Below are some tips that you can incorporate during the exam period and even afterwards as it has long-term benefits for overall health.
Watch your caffeine intake
Caffeine acts as a mild stimulant and can help to improve alertness, attention and concentration short-term. It is recommended that the caffeine limit for the general population is 400mg (for pregnant women it is 200mg). Drinking a lot of caffeinated drinks like caffeinated tea, coffee, soft drinks and energy drinks can lead to dehydration. This in turn, can impair your concentration, cause palpitations, increase feelings of nervousness and disturb sleep.
If you are a coffee or tea lover, try to opt for decaffeinated options. Also, try to limit your soft and energy drink consumptions. Drink plenty of fluid (preferably water) for adequate hydration to improve your brain function.
Eat regular meals
Consuming regular nutritious and healthy meals throughout the day helps to keep your energy levels more stable, hindering the temptation of empty-calorie snacks in the vending machine. The EatWell Guide illustrates how much of what we eat overall should come from each food group to achieve a healthy, balanced diet. Meals with slow release carbohydrates like sweet potatoes, legumes and whole grain pasta and bread will help fuel your revision. If you study during the day, make sure you have a good breakfast and lunch. If you will be pulling an all-nighter (hopefully not…), make sure you have a good lunch and dinner.
Consume plenty of fruit and vegetables
As part of a healthy balanced diet, we should consume at least 5 portions of fruits and vegetables each day. You can use fruit and veg as a healthy snack options instead of chocolates, biscuits and crisps. In addition, fruit and veg are packed with various antioxidants and other essential nutrients that are protective for brain health, aid in concentration and memory.
Make time for physical activity
There is a lot of focus on the benefits of regular exercise in terms of physical health, which is good and true! It can help to reduce the risk of cardiovascular disease, insulin resistance and some cancers. However, some do not know that regular physical activity has amazing benefits in improving mental wellbeing and enhancing cognitive function too.

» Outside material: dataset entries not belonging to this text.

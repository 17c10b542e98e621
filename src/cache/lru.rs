//! Recency List Module
//!
//! Doubly linked list of entries ordered by access time, stored in an arena.
//!
//! Nodes live in a `Vec` slot and link to each other by slot index, so the
//! key index can hold a plain `NodeHandle` instead of a pointer. Freed slots
//! are recycled through a free list, and each slot carries a generation that
//! is bumped whenever its node is removed, so handles to a recycled slot go
//! stale instead of aliasing the new entry.

use crate::cache::Entry;

// == Node Handle ==
/// Stable reference to a node in the [`RecencyList`].
///
/// A handle stays valid until its node is removed. After that it is stale:
/// every operation taking it does nothing, even once the slot is reused.
#[derive(Debug, Clone, Copy, PartialEq, Eq, Hash)]
pub struct NodeHandle {
    idx: usize,
    generation: u32,
}

#[derive(Debug)]
struct Node {
    entry: Entry,
    prev: Option<usize>,
    next: Option<usize>,
}

// == Recency List ==
/// Tracks access order for LRU eviction.
///
/// - Front = Most recently used
/// - Back = Least recently used
///
/// Every operation except iteration is O(1).
#[derive(Debug, Default)]
pub struct RecencyList {
    /// Arena of node slots, `None` for free slots
    nodes: Vec<Option<Node>>,
    /// Generation of each slot, parallel to `nodes`
    generations: Vec<u32>,
    /// Most recently used slot
    head: Option<usize>,
    /// Least recently used slot
    tail: Option<usize>,
    /// Recycled slot indices
    free: Vec<usize>,
    /// Number of live nodes
    len: usize,
}

impl RecencyList {
    // == Constructor ==
    /// Creates a new empty list.
    pub fn new() -> Self {
        Self::default()
    }

    /// Creates an empty list with room for `capacity` nodes.
    pub fn with_capacity(capacity: usize) -> Self {
        Self {
            nodes: Vec::with_capacity(capacity),
            ..Self::default()
        }
    }

    // == Push Front ==
    /// Inserts an entry as the most recently used and returns its handle.
    pub fn push_front(&mut self, entry: Entry) -> NodeHandle {
        let node = Node {
            entry,
            prev: None,
            next: None,
        };

        let idx = match self.free.pop() {
            Some(idx) => {
                self.nodes[idx] = Some(node);
                idx
            }
            None => {
                self.nodes.push(Some(node));
                self.generations.push(0);
                self.nodes.len() - 1
            }
        };

        self.link_front(idx);
        self.len += 1;
        self.handle_at(idx)
    }

    // == Move To Front ==
    /// Marks a node as most recently used.
    ///
    /// Stale handles are ignored.
    pub fn move_to_front(&mut self, handle: NodeHandle) {
        if !self.is_live(handle) || self.head == Some(handle.idx) {
            return;
        }

        self.unlink(handle.idx);
        self.link_front(handle.idx);
    }

    // == Remove ==
    /// Unlinks a node from any position and returns its entry.
    ///
    /// Returns None for a stale handle.
    pub fn remove(&mut self, handle: NodeHandle) -> Option<Entry> {
        if !self.is_live(handle) {
            return None;
        }

        self.unlink(handle.idx);
        let node = self.nodes[handle.idx].take()?;
        self.generations[handle.idx] = self.generations[handle.idx].wrapping_add(1);
        self.free.push(handle.idx);
        self.len -= 1;
        Some(node.entry)
    }

    // == Pop Back ==
    /// Removes and returns the least recently used entry.
    ///
    /// Returns None if the list is empty.
    pub fn pop_back(&mut self) -> Option<Entry> {
        let tail = self.tail?;
        self.remove(self.handle_at(tail))
    }

    // == Peek ==
    /// Returns the least recently used entry without removing it.
    pub fn back(&self) -> Option<&Entry> {
        self.tail.and_then(|idx| self.entry_at(idx))
    }

    /// Returns the most recently used entry.
    pub fn front(&self) -> Option<&Entry> {
        self.head.and_then(|idx| self.entry_at(idx))
    }

    /// Returns the entry behind a handle without changing its position.
    pub fn get(&self, handle: NodeHandle) -> Option<&Entry> {
        if !self.is_live(handle) {
            return None;
        }
        self.entry_at(handle.idx)
    }

    /// Mutable access to the entry behind a handle. Position is unchanged.
    pub fn get_mut(&mut self, handle: NodeHandle) -> Option<&mut Entry> {
        if !self.is_live(handle) {
            return None;
        }
        self.nodes
            .get_mut(handle.idx)
            .and_then(|slot| slot.as_mut())
            .map(|node| &mut node.entry)
    }

    // == Length ==
    /// Returns the number of entries in the list.
    pub fn len(&self) -> usize {
        self.len
    }

    // == Is Empty ==
    /// Returns true if the list holds no entries.
    pub fn is_empty(&self) -> bool {
        self.len == 0
    }

    // == Clear ==
    /// Drops every entry. All outstanding handles become stale.
    ///
    /// Slots are kept for reuse with their generations bumped.
    pub fn clear(&mut self) {
        for (slot, generation) in self.nodes.iter_mut().zip(self.generations.iter_mut()) {
            if slot.take().is_some() {
                *generation = generation.wrapping_add(1);
            }
        }
        self.free = (0..self.nodes.len()).rev().collect();
        self.head = None;
        self.tail = None;
        self.len = 0;
    }

    // == Iterate ==
    /// Returns a lazy iterator from most to least recently used.
    ///
    /// The iterator is `Clone`, so a traversal can be restarted from a saved
    /// copy. It never changes the order.
    pub fn iter(&self) -> Iter<'_> {
        Iter {
            list: self,
            cursor: self.head,
            remaining: self.len,
        }
    }

    fn is_live(&self, handle: NodeHandle) -> bool {
        matches!(self.nodes.get(handle.idx), Some(Some(_)))
            && self.generations.get(handle.idx) == Some(&handle.generation)
    }

    fn handle_at(&self, idx: usize) -> NodeHandle {
        NodeHandle {
            idx,
            generation: self.generations[idx],
        }
    }

    fn entry_at(&self, idx: usize) -> Option<&Entry> {
        self.nodes
            .get(idx)
            .and_then(|slot| slot.as_ref())
            .map(|node| &node.entry)
    }

    fn link_front(&mut self, idx: usize) {
        let old_head = self.head;

        if let Some(node) = self.nodes[idx].as_mut() {
            node.prev = None;
            node.next = old_head;
        }

        if let Some(head_idx) = old_head {
            if let Some(head) = self.nodes[head_idx].as_mut() {
                head.prev = Some(idx);
            }
        }

        self.head = Some(idx);
        if self.tail.is_none() {
            self.tail = Some(idx);
        }
    }

    fn unlink(&mut self, idx: usize) {
        let (prev, next) = match self.nodes[idx].as_ref() {
            Some(node) => (node.prev, node.next),
            None => return,
        };

        match prev {
            Some(prev_idx) => {
                if let Some(prev_node) = self.nodes[prev_idx].as_mut() {
                    prev_node.next = next;
                }
            }
            None => self.head = next,
        }

        match next {
            Some(next_idx) => {
                if let Some(next_node) = self.nodes[next_idx].as_mut() {
                    next_node.prev = prev;
                }
            }
            None => self.tail = prev,
        }

        if let Some(node) = self.nodes[idx].as_mut() {
            node.prev = None;
            node.next = None;
        }
    }
}

// == Iterator ==
/// Front-to-back traversal of a [`RecencyList`].
#[derive(Debug, Clone)]
pub struct Iter<'a> {
    list: &'a RecencyList,
    cursor: Option<usize>,
    remaining: usize,
}

impl<'a> Iterator for Iter<'a> {
    type Item = &'a Entry;

    fn next(&mut self) -> Option<Self::Item> {
        let idx = self.cursor?;
        let node = self.list.nodes.get(idx)?.as_ref()?;
        self.cursor = node.next;
        self.remaining = self.remaining.saturating_sub(1);
        Some(&node.entry)
    }

    fn size_hint(&self) -> (usize, Option<usize>) {
        (self.remaining, Some(self.remaining))
    }
}

impl ExactSizeIterator for Iter<'_> {}

impl<'a> IntoIterator for &'a RecencyList {
    type Item = &'a Entry;
    type IntoIter = Iter<'a>;

    fn into_iter(self) -> Self::IntoIter {
        self.iter()
    }
}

It is recommended that adults aged 19-64 should do at least 150 minutes of moderate aerobic activity like cycling and brisk walking every week and strength exercises at least 2 days a week. This may sound like a lot, and you might feel like you don’t have enough time. But a way to get your recommended 150 minutes of weekly physical activity is to do at least 30 minutes on 5 days every week.
You can do this just before you start revision, in between revision breaks or after you have finished revising. Try to go for a brisk walk around your local park, get involved in some sports or workout in the comfort of your own room with the aid of exercise videos. The NHS Fitness Studio have amazing videos created by fitness experts on different types of exercise you can partake in.
Get good amount of sleep
Having adequate amount of sleep is essential to feeling and performing your best, which makes a good night’s rest particularly important around exam time. Adults aged 18-64 should aim for 7-9 hours of sleep. Try to make your bedtime a time of rest and clear your head before you sleep. Try to solely focus on relaxing and not sit down and think about the burdens of exams and thoughts of the day. Make this a time for you to unwind, recharge and get ready for the next day.
Try different stress management strategies
As mentioned earlier, exams can be stressful and some deal with it better than others. If you find yourselves becoming overwhelmed and unable to deal with anxiety and stress, there are different actions you can take to try to overcome. One thing that you can do is possibly speaking to a family member, trusted friend, tutor or your university’s counselling service about how you are currently feeling. They can provide you with some emotional support and offer advice on how to deal with stress.
You can also find time to practice meditation as a means to reduce stress and become more relaxed. Additionally, since we live in a world of gadget and technologies. There are different apps that can be downloaded to your phone and computer to help combat stress and anxiety such as Happify, HeadSpace and Breathe2Relax.